Your response should consist of the lines below, printed exactly.

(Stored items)
#####

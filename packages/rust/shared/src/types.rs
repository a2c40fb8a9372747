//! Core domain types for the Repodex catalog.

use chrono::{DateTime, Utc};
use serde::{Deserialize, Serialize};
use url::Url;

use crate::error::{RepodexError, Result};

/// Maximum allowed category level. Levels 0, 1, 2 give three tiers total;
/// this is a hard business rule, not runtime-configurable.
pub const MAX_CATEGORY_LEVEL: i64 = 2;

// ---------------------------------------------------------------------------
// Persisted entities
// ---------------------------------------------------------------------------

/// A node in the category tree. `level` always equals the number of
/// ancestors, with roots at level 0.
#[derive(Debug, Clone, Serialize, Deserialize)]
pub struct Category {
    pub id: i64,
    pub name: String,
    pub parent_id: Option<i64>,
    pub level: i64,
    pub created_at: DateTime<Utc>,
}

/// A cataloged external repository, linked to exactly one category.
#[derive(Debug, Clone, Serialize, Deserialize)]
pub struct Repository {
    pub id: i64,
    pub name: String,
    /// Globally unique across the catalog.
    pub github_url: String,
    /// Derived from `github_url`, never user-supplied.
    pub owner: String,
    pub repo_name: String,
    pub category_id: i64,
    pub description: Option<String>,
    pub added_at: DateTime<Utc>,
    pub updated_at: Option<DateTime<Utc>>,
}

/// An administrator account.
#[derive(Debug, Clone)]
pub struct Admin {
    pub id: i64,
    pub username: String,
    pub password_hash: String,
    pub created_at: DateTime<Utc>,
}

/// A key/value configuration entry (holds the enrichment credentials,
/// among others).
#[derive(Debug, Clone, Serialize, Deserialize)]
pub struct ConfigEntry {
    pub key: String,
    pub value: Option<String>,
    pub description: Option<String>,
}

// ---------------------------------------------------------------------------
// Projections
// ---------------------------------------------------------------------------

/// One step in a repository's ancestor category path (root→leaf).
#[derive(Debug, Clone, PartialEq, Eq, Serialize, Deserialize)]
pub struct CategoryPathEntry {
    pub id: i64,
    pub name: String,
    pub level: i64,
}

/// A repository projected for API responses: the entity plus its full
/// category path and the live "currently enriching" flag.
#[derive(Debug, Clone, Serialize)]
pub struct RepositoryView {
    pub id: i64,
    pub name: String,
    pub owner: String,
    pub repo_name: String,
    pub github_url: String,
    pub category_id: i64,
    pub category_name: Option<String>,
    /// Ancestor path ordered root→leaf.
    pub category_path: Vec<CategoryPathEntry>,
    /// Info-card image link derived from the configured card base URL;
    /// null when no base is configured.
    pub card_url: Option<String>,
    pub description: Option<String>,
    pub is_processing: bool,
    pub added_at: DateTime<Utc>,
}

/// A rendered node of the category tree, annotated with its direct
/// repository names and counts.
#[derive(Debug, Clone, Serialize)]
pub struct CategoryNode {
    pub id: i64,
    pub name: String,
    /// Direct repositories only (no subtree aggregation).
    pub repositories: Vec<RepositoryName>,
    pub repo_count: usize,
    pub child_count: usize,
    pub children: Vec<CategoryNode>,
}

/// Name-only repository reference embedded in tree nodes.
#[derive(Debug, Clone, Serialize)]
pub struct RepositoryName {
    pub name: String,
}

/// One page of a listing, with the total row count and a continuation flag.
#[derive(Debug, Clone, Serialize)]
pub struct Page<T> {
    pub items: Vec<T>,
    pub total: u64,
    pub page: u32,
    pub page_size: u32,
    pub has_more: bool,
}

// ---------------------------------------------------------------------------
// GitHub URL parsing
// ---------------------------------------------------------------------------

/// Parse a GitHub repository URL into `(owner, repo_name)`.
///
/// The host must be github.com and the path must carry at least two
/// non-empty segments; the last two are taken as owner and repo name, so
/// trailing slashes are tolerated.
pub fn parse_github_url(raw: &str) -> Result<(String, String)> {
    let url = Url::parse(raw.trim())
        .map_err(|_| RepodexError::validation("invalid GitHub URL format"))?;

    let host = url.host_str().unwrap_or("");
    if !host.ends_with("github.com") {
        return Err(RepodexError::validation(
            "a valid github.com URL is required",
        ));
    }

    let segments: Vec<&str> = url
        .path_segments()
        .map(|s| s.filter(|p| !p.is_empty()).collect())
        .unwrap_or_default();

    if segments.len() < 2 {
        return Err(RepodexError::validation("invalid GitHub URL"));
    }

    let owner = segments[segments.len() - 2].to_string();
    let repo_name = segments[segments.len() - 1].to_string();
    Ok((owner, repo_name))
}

#####

Answer space:
filename packages/rust/shared/src/types.rs
repository a2c40fb8a9372747
//! Core domain types for the Repodex catalog.

use chrono::{DateTime, Utc};
use serde::{Deserialize, Serialize};
use url::Url;

use crate::error::{RepodexError, Result};

/// Maximum allowed category level. Levels 0, 1, 2 give three tiers total;
/// this is a hard business rule, not runtime-configurable.
pub const MAX_CATEGORY_LEVEL: i64 = 2;

// ---------------------------------------------------------------------------
// Persisted entities
// ---------------------------------------------------------------------------

/// A node in the category tree. `level` always equals the number of
/// ancestors, with roots at level 0.
#[derive(Debug, Clone, Serialize, Deserialize)]
pub struct Category {
    pub id: i64,
    pub name: String,
    pub parent_id: Option<i64>,
    pub level: i64,
    pub created_at: DateTime<Utc>,
}

/// A cataloged external repository, linked to exactly one category.
#[derive(Debug, Clone, Serialize, Deserialize)]
pub struct Repository {
    pub id: i64,
    pub name: String,
    /// Globally unique across the catalog.
    pub github_url: String,
    /// Derived from `github_url`, never user-supplied.
    pub owner: String,
    pub repo_name: String,
    pub category_id: i64,
    pub description: Option<String>,
    pub added_at: DateTime<Utc>,
    pub updated_at: Option<DateTime<Utc>>,
}

/// An administrator account.
#[derive(Debug, Clone)]
pub struct Admin {
    pub id: i64,
    pub username: String,
    pub password_hash: String,
    pub created_at: DateTime<Utc>,
}

/// A key/value configuration entry (holds the enrichment credentials,
/// among others).
#[derive(Debug, Clone, Serialize, Deserialize)]
pub struct ConfigEntry {
    pub key: String,
    pub value: Option<String>,
    pub description: Option<String>,
}

// ---------------------------------------------------------------------------
// Projections
// ---------------------------------------------------------------------------

/// One step in a repository's ancestor category path (root→leaf).
#[derive(Debug, Clone, PartialEq, Eq, Serialize, Deserialize)]
pub struct CategoryPathEntry {
    pub id: i64,
    pub name: String,
    pub level: i64,
}

/// A repository projected for API responses: the entity plus its full
/// category path and the live "currently enriching" flag.
#[derive(Debug, Clone, Serialize)]
pub struct RepositoryView {
    pub id: i64,
    pub name: String,
    pub owner: String,
    pub repo_name: String,
    pub github_url: String,
    pub category_id: i64,
    pub category_name: Option<String>,
    /// Ancestor path ordered root→leaf.
    pub category_path: Vec<CategoryPathEntry>,
    /// Info-card image link derived from the configured card base URL;
    /// null when no base is configured.
    pub card_url: Option<String>,
    pub description: Option<String>,
    pub is_processing: bool,
    pub added_at: DateTime<Utc>,
}

/// A rendered node of the category tree, annotated with its direct
/// repository names and counts.
#[derive(Debug, Clone, Serialize)]
pub struct CategoryNode {
    pub id: i64,
    pub name: String,
    /// Direct repositories only (no subtree aggregation).
    pub repositories: Vec<RepositoryName>,
    pub repo_count: usize,
    pub child_count: usize,
    pub children: Vec<CategoryNode>,
}

/// Name-only repository reference embedded in tree nodes.
#[derive(Debug, Clone, Serialize)]
pub struct RepositoryName {
    pub name: String,
}

/// One page of a listing, with the total row count and a continuation flag.
#[derive(Debug, Clone, Serialize)]
pub struct Page<T> {
    pub items: Vec<T>,
    pub total: u64,
    pub page: u32,
    pub page_size: u32,
    pub has_more: bool,
}

// ---------------------------------------------------------------------------
// GitHub URL parsing
// ---------------------------------------------------------------------------

/// Parse a GitHub repository URL into `(owner, repo_name)`.
///
/// The host must be github.com and the path must carry at least two
/// non-empty segments; the last two are taken as owner and repo name, so
/// trailing slashes are tolerated.
pub fn parse_github_url(raw: &str) -> Result<(String, String)> {
    let url = Url::parse(raw.trim())
        .map_err(|_| RepodexError::validation("invalid GitHub URL format"))?;

    let host = url.host_str().unwrap_or("");
    if !host.ends_with("github.com") {
        return Err(RepodexError::validation(
            "a valid github.com URL is required",
        ));
    }

    let segments: Vec<&str> = url
        .path_segments()
        .map(|s| s.filter(|p| !p.is_empty()).collect())
        .unwrap_or_default();

    if segments.len() < 2 {
        return Err(RepodexError::validation("invalid GitHub URL"));
    }

    let owner = segments[segments.len() - 2].to_string();
    let repo_name = segments[segments.len() - 1].to_string();
    Ok((owner, repo_name))
}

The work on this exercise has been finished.